Task goal: Output all the entries below. Each must match exactly.

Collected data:
☆ ☆ ☆ ☆ ☆ ☆ ☆
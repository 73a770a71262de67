use crate::commands::diff::Verbosity;
use anyhow::Result;
use record_diff::{
    CellDiff, DiffReport, DiffSpan, DiffStatus, FieldRow, SpanKind, TableDiff, TableDiffRow,
};
use std::io::Write;

pub fn write_text_report<W: Write>(
    w: &mut W,
    report: &DiffReport,
    left_label: &str,
    right_label: &str,
    verbosity: Verbosity,
) -> Result<()> {
    if !report.has_differences() {
        writeln!(w, "No differences found.")?;
        write_summary(w, report, verbosity)?;
        return Ok(());
    }

    if verbosity != Verbosity::Quiet {
        writeln!(w, "--- {}", left_label)?;
        writeln!(w, "+++ {}", right_label)?;
        writeln!(w)?;
        write_fields(w, &report.fields, verbosity)?;
        for table in &report.tables {
            write_table(w, table, verbosity)?;
        }
    }

    write_summary(w, report, verbosity)?;

    Ok(())
}

fn write_fields<W: Write>(w: &mut W, fields: &[FieldRow], verbosity: Verbosity) -> Result<()> {
    let shown: Vec<&FieldRow> = fields
        .iter()
        .filter(|f| f.status != DiffStatus::Unchanged || verbosity == Verbosity::Verbose)
        .collect();
    if shown.is_empty() {
        return Ok(());
    }

    writeln!(w, "Fields:")?;
    for field in shown {
        for line in render_field(field, verbosity) {
            writeln!(w, "  {}", line)?;
        }
    }
    writeln!(w)?;
    Ok(())
}

fn render_field(field: &FieldRow, verbosity: Verbosity) -> Vec<String> {
    let left = quoted(field.left.as_deref());
    let right = quoted(field.right.as_deref());
    match field.status {
        DiffStatus::Added => vec![format!("Field {}: ADDED {}", field.key, right)],
        DiffStatus::Removed => vec![format!("Field {}: REMOVED {}", field.key, left)],
        DiffStatus::Unchanged => vec![format!("Field {}: {}", field.key, left)],
        DiffStatus::Changed | DiffStatus::Moved => {
            let mut lines = vec![format!("Field {}: {} → {}", field.key, left, right)];
            if verbosity == Verbosity::Verbose {
                if let Some(spans) = &field.spans {
                    lines.push(format!("  inline: {}", render_spans(spans)));
                }
            }
            lines
        }
    }
}

fn write_table<W: Write>(w: &mut W, table: &TableDiff, verbosity: Verbosity) -> Result<()> {
    if !table.has_differences() && verbosity != Verbosity::Verbose {
        return Ok(());
    }

    match &table.title {
        Some(title) => writeln!(w, "Table \"{}\" ({}):", table.path, title)?,
        None => writeln!(w, "Table \"{}\":", table.path)?,
    }
    for row in &table.rows {
        for line in render_row(row, verbosity) {
            writeln!(w, "  {}", line)?;
        }
    }
    writeln!(w)?;
    Ok(())
}

fn render_row(row: &TableDiffRow, verbosity: Verbosity) -> Vec<String> {
    let mut lines = match (row.status, &row.move_info) {
        (DiffStatus::Unchanged, _) if verbosity != Verbosity::Verbose => return Vec::new(),
        (DiffStatus::Unchanged, _) => vec![format!("Row {}: unchanged", row.id)],
        (DiffStatus::Moved, Some(info)) => vec![format!(
            "Row {}: MOVED row {} → row {}",
            row.id,
            info.from_index + 1,
            info.to_index + 1
        )],
        (DiffStatus::Added, _) if row.pair.is_some() => {
            vec![format!("Row {}: ADDED (replaces removed row)", row.id)]
        }
        (DiffStatus::Removed, _) if row.pair.is_some() => {
            vec![format!("Row {}: REMOVED (replaced by added row)", row.id)]
        }
        (status, _) => vec![format!("Row {}: {}", row.id, status.as_str().to_uppercase())],
    };

    // A split pair shares one comparison; print it under the added half.
    if row.status == DiffStatus::Removed {
        return lines;
    }
    if let Some(cells) = &row.cell_diffs {
        for cell in cells.iter().filter(|c| !c.is_equal()) {
            lines.extend(render_cell(cell, verbosity));
        }
    }
    lines
}

fn render_cell(cell: &CellDiff, verbosity: Verbosity) -> Vec<String> {
    let left = cell_text(&cell.left_text, cell.left_null);
    let right = cell_text(&cell.right_text, cell.right_null);
    let mut lines = vec![format!("  {}: {} → {}", cell.column, left, right)];
    if verbosity == Verbosity::Verbose {
        if let Some(spans) = &cell.spans {
            lines.push(format!("    inline: {}", render_spans(spans)));
        }
    }
    lines
}

fn cell_text(text: &str, is_null: bool) -> String {
    if is_null {
        "null".to_string()
    } else if text.is_empty() {
        "<empty>".to_string()
    } else {
        format!("\"{}\"", escape_string(text))
    }
}

fn quoted(value: Option<&str>) -> String {
    match value {
        Some(text) => format!("\"{}\"", escape_string(text)),
        None => "<none>".to_string(),
    }
}

/// Renders spans in word-diff notation: `[-deleted-]{+inserted+}`.
fn render_spans(spans: &[DiffSpan]) -> String {
    let mut out = String::new();
    for span in spans {
        let text = escape_string(&span.text);
        match span.kind {
            SpanKind::Equal => out.push_str(&text),
            SpanKind::Delete => out.push_str(&format!("[-{}-]", text)),
            SpanKind::Insert => out.push_str(&format!("{{+{}+}}", text)),
        }
    }
    out
}

fn escape_string(s: &str) -> String {
    s.replace('\\', "\\\\")
        .replace('\n', "\\n")
        .replace('\r', "\\r")
        .replace('\t', "\\t")
        .replace('"', "\\\"")
}

fn write_summary<W: Write>(w: &mut W, report: &DiffReport, verbosity: Verbosity) -> Result<()> {
    if verbosity == Verbosity::Quiet && !report.has_differences() {
        return Ok(());
    }

    let fields = report.field_counts();
    let summary = report.summary();

    writeln!(w, "---")?;
    writeln!(w, "Summary:")?;
    writeln!(
        w,
        "  Fields: {} changed, {} added, {} removed",
        fields.changed, fields.added, fields.removed
    )?;
    for table in &report.tables {
        let counts = table.counts();
        writeln!(
            w,
            "  Table {}: {} changed, {} added, {} removed, {} moved, {} unchanged",
            table.path,
            counts.changed,
            counts.added,
            counts.removed,
            counts.moved,
            counts.unchanged
        )?;
    }
    writeln!(
        w,
        "  Total changes: {}",
        summary.total() - summary.unchanged
    )?;
    if !report.errors.is_empty() {
        writeln!(w, "  Input errors: {}", report.errors.len())?;
    }

    Ok(())
}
☆ ☆ ☆ ☆ ☆ ☆ ☆
Output for this exercise:
repository 73a770a71262de67
use crate::commands::diff::Verbosity;
use anyhow::Result;
use record_diff::{
    CellDiff, DiffReport, DiffSpan, DiffStatus, FieldRow, SpanKind, TableDiff, TableDiffRow,
};
use std::io::Write;

pub fn write_text_report<W: Write>(
    w: &mut W,
    report: &DiffReport,
    left_label: &str,
    right_label: &str,
    verbosity: Verbosity,
) -> Result<()> {
    if !report.has_differences() {
        writeln!(w, "No differences found.")?;
        write_summary(w, report, verbosity)?;
        return Ok(());
    }

    if verbosity != Verbosity::Quiet {
        writeln!(w, "--- {}", left_label)?;
        writeln!(w, "+++ {}", right_label)?;
        writeln!(w)?;
        write_fields(w, &report.fields, verbosity)?;
        for table in &report.tables {
            write_table(w, table, verbosity)?;
        }
    }

    write_summary(w, report, verbosity)?;

    Ok(())
}

fn write_fields<W: Write>(w: &mut W, fields: &[FieldRow], verbosity: Verbosity) -> Result<()> {
    let shown: Vec<&FieldRow> = fields
        .iter()
        .filter(|f| f.status != DiffStatus::Unchanged || verbosity == Verbosity::Verbose)
        .collect();
    if shown.is_empty() {
        return Ok(());
    }

    writeln!(w, "Fields:")?;
    for field in shown {
        for line in render_field(field, verbosity) {
            writeln!(w, "  {}", line)?;
        }
    }
    writeln!(w)?;
    Ok(())
}

fn render_field(field: &FieldRow, verbosity: Verbosity) -> Vec<String> {
    let left = quoted(field.left.as_deref());
    let right = quoted(field.right.as_deref());
    match field.status {
        DiffStatus::Added => vec![format!("Field {}: ADDED {}", field.key, right)],
        DiffStatus::Removed => vec![format!("Field {}: REMOVED {}", field.key, left)],
        DiffStatus::Unchanged => vec![format!("Field {}: {}", field.key, left)],
        DiffStatus::Changed | DiffStatus::Moved => {
            let mut lines = vec![format!("Field {}: {} → {}", field.key, left, right)];
            if verbosity == Verbosity::Verbose {
                if let Some(spans) = &field.spans {
                    lines.push(format!("  inline: {}", render_spans(spans)));
                }
            }
            lines
        }
    }
}

fn write_table<W: Write>(w: &mut W, table: &TableDiff, verbosity: Verbosity) -> Result<()> {
    if !table.has_differences() && verbosity != Verbosity::Verbose {
        return Ok(());
    }

    match &table.title {
        Some(title) => writeln!(w, "Table \"{}\" ({}):", table.path, title)?,
        None => writeln!(w, "Table \"{}\":", table.path)?,
    }
    for row in &table.rows {
        for line in render_row(row, verbosity) {
            writeln!(w, "  {}", line)?;
        }
    }
    writeln!(w)?;
    Ok(())
}

fn render_row(row: &TableDiffRow, verbosity: Verbosity) -> Vec<String> {
    let mut lines = match (row.status, &row.move_info) {
        (DiffStatus::Unchanged, _) if verbosity != Verbosity::Verbose => return Vec::new(),
        (DiffStatus::Unchanged, _) => vec![format!("Row {}: unchanged", row.id)],
        (DiffStatus::Moved, Some(info)) => vec![format!(
            "Row {}: MOVED row {} → row {}",
            row.id,
            info.from_index + 1,
            info.to_index + 1
        )],
        (DiffStatus::Added, _) if row.pair.is_some() => {
            vec![format!("Row {}: ADDED (replaces removed row)", row.id)]
        }
        (DiffStatus::Removed, _) if row.pair.is_some() => {
            vec![format!("Row {}: REMOVED (replaced by added row)", row.id)]
        }
        (status, _) => vec![format!("Row {}: {}", row.id, status.as_str().to_uppercase())],
    };

    // A split pair shares one comparison; print it under the added half.
    if row.status == DiffStatus::Removed {
        return lines;
    }
    if let Some(cells) = &row.cell_diffs {
        for cell in cells.iter().filter(|c| !c.is_equal()) {
            lines.extend(render_cell(cell, verbosity));
        }
    }
    lines
}

fn render_cell(cell: &CellDiff, verbosity: Verbosity) -> Vec<String> {
    let left = cell_text(&cell.left_text, cell.left_null);
    let right = cell_text(&cell.right_text, cell.right_null);
    let mut lines = vec![format!("  {}: {} → {}", cell.column, left, right)];
    if verbosity == Verbosity::Verbose {
        if let Some(spans) = &cell.spans {
            lines.push(format!("    inline: {}", render_spans(spans)));
        }
    }
    lines
}

fn cell_text(text: &str, is_null: bool) -> String {
    if is_null {
        "null".to_string()
    } else if text.is_empty() {
        "<empty>".to_string()
    } else {
        format!("\"{}\"", escape_string(text))
    }
}

fn quoted(value: Option<&str>) -> String {
    match value {
        Some(text) => format!("\"{}\"", escape_string(text)),
        None => "<none>".to_string(),
    }
}

/// Renders spans in word-diff notation: `[-deleted-]{+inserted+}`.
fn render_spans(spans: &[DiffSpan]) -> String {
    let mut out = String::new();
    for span in spans {
        let text = escape_string(&span.text);
        match span.kind {
            SpanKind::Equal => out.push_str(&text),
            SpanKind::Delete => out.push_str(&format!("[-{}-]", text)),
            SpanKind::Insert => out.push_str(&format!("{{+{}+}}", text)),
        }
    }
    out
}

fn escape_string(s: &str) -> String {
    s.replace('\\', "\\\\")
        .replace('\n', "\\n")
        .replace('\r', "\\r")
        .replace('\t', "\\t")
        .replace('"', "\\\"")
}

fn write_summary<W: Write>(w: &mut W, report: &DiffReport, verbosity: Verbosity) -> Result<()> {
    if verbosity == Verbosity::Quiet && !report.has_differences() {
        return Ok(());
    }

    let fields = report.field_counts();
    let summary = report.summary();

    writeln!(w, "---")?;
    writeln!(w, "Summary:")?;
    writeln!(
        w,
        "  Fields: {} changed, {} added, {} removed",
        fields.changed, fields.added, fields.removed
    )?;
    for table in &report.tables {
        let counts = table.counts();
        writeln!(
            w,
            "  Table {}: {} changed, {} added, {} removed, {} moved, {} unchanged",
            table.path,
            counts.changed,
            counts.added,
            counts.removed,
            counts.moved,
            counts.unchanged
        )?;
    }
    writeln!(
        w,
        "  Total changes: {}",
        summary.total() - summary.unchanged
    )?;
    if !report.errors.is_empty() {
        writeln!(w, "  Input errors: {}", report.errors.len())?;
    }

    Ok(())
}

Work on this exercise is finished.